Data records

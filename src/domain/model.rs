use crate::utils::error::{BridgeError, Result};
use serde::{Deserialize, Serialize};

/// Ballot CSV text as received from a client, trimmed and known non-empty.
#[derive(Debug, Clone, PartialEq, Eq)]
pub struct BallotPayload(String);

impl BallotPayload {
    /// Builds a payload from uploaded file bytes. Invalid UTF-8 sequences are
    /// substituted rather than rejected; the resolver does its own validation.
    pub fn from_upload(bytes: &[u8]) -> Result<Self> {
        Self::from_text(String::from_utf8_lossy(bytes).into_owned())
    }

    /// Builds a payload from an inline JSON body of the form `{"csv": "<text>"}`.
    /// A missing field or a body that is not JSON degrades to the empty payload,
    /// not a decode error.
    pub fn from_json_body(body: &[u8]) -> Result<Self> {
        let csv = serde_json::from_slice::<InlineCsv>(body)
            .map(|inline| inline.csv.unwrap_or_default())
            .unwrap_or_default();
        Self::from_text(csv)
    }

    fn from_text(text: String) -> Result<Self> {
        let trimmed = text.trim();
        if trimmed.is_empty() {
            return Err(BridgeError::EmptyPayloadError);
        }
        Ok(Self(trimmed.to_string()))
    }

    pub fn as_str(&self) -> &str {
        &self.0
    }
}

#[derive(Debug, Deserialize)]
struct InlineCsv {
    csv: Option<String>,
}

/// Captured output of one resolver invocation. A non-zero exit code lives here
/// as data, not as an error.
#[derive(Debug, Clone, Serialize)]
pub struct ResolverOutcome {
    pub stdout: String,
    pub stderr: String,
    pub exit_code: i32,
}

/// Outcome of one full election request.
#[derive(Debug, Clone)]
pub struct ElectionResult {
    pub winner: Option<String>,
    pub outcome: ResolverOutcome,
}

impl ElectionResult {
    /// Winner extraction is necessary but not sufficient; the exit code dominates.
    pub fn is_success(&self) -> bool {
        self.outcome.exit_code == 0 && self.winner.is_some()
    }
}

Try it:
Up to and including the line with "pub struct ElectionResult", please return the records exactly, beginning from their first line.

Output of the exercise:
filename src/domain/model.rs
use crate::utils::error::{BridgeError, Result};
use serde::{Deserialize, Serialize};

/// Ballot CSV text as received from a client, trimmed and known non-empty.
#[derive(Debug, Clone, PartialEq, Eq)]
pub struct BallotPayload(String);

impl BallotPayload {
    /// Builds a payload from uploaded file bytes. Invalid UTF-8 sequences are
    /// substituted rather than rejected; the resolver does its own validation.
    pub fn from_upload(bytes: &[u8]) -> Result<Self> {
        Self::from_text(String::from_utf8_lossy(bytes).into_owned())
    }

    /// Builds a payload from an inline JSON body of the form `{"csv": "<text>"}`.
    /// A missing field or a body that is not JSON degrades to the empty payload,
    /// not a decode error.
    pub fn from_json_body(body: &[u8]) -> Result<Self> {
        let csv = serde_json::from_slice::<InlineCsv>(body)
            .map(|inline| inline.csv.unwrap_or_default())
            .unwrap_or_default();
        Self::from_text(csv)
    }

    fn from_text(text: String) -> Result<Self> {
        let trimmed = text.trim();
        if trimmed.is_empty() {
            return Err(BridgeError::EmptyPayloadError);
        }
        Ok(Self(trimmed.to_string()))
    }

    pub fn as_str(&self) -> &str {
        &self.0
    }
}

#[derive(Debug, Deserialize)]
struct InlineCsv {
    csv: Option<String>,
}

/// Captured output of one resolver invocation. A non-zero exit code lives here
/// as data, not as an error.
#[derive(Debug, Clone, Serialize)]
pub struct ResolverOutcome {
    pub stdout: String,
    pub stderr: String,
    pub exit_code: i32,
}

/// Outcome of one full election request.
#[derive(Debug, Clone)]
pub struct ElectionResult {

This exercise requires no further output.